Problem details>
Report every line of the entries that contains the word "Equalize".
#### Material for the task
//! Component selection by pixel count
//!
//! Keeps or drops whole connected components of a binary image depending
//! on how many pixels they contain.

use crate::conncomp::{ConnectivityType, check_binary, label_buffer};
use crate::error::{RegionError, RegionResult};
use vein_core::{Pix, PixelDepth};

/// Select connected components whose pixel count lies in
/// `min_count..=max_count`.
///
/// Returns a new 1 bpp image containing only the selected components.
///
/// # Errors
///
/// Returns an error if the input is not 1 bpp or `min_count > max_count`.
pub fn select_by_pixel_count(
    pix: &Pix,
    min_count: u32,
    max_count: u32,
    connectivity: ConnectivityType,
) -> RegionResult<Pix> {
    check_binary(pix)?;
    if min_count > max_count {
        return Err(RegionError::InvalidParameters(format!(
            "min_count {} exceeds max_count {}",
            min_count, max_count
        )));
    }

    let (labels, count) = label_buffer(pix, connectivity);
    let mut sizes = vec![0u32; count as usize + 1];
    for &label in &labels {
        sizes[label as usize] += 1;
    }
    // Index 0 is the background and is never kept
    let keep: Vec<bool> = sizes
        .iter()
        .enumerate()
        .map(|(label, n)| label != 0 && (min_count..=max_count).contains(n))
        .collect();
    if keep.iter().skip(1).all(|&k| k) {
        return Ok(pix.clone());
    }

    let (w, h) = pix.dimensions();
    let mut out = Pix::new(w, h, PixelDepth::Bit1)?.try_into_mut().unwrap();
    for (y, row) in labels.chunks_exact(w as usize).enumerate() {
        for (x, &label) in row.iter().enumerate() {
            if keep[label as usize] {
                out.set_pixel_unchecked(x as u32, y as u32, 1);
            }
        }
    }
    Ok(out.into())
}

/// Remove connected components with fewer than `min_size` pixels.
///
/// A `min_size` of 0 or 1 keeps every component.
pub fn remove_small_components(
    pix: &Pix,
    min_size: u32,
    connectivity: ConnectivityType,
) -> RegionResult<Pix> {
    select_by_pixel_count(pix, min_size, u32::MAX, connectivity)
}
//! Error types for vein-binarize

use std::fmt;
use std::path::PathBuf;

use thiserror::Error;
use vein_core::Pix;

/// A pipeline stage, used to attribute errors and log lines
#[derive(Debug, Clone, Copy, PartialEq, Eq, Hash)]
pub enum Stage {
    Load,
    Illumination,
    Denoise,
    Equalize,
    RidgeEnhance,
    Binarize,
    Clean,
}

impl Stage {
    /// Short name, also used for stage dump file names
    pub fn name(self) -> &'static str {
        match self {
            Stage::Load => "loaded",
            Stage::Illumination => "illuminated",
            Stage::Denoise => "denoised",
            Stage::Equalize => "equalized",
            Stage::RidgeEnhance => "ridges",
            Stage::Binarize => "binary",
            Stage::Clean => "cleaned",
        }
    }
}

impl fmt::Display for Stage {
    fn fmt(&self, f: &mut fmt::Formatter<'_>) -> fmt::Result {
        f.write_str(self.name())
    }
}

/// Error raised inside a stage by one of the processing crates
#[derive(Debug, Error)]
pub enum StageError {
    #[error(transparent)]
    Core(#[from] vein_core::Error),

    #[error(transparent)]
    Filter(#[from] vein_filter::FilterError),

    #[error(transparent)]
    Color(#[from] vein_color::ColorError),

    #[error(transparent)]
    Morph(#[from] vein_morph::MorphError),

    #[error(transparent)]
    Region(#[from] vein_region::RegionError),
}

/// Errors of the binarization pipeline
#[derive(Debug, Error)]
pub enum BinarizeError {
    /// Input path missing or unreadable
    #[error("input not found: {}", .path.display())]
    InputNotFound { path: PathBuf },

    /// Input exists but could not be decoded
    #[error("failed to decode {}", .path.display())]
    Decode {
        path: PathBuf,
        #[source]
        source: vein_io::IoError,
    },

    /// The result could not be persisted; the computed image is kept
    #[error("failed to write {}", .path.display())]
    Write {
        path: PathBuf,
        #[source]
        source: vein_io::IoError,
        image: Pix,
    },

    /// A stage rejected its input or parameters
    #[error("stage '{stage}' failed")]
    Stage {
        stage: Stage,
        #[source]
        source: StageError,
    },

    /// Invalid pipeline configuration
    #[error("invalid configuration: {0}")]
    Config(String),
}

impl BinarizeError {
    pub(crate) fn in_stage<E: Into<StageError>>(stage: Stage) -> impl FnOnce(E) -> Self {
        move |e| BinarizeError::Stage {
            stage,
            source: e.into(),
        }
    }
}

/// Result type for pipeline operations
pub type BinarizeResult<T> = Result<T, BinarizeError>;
########
Response area>
    Equalize,
            Stage::Equalize => "equalized",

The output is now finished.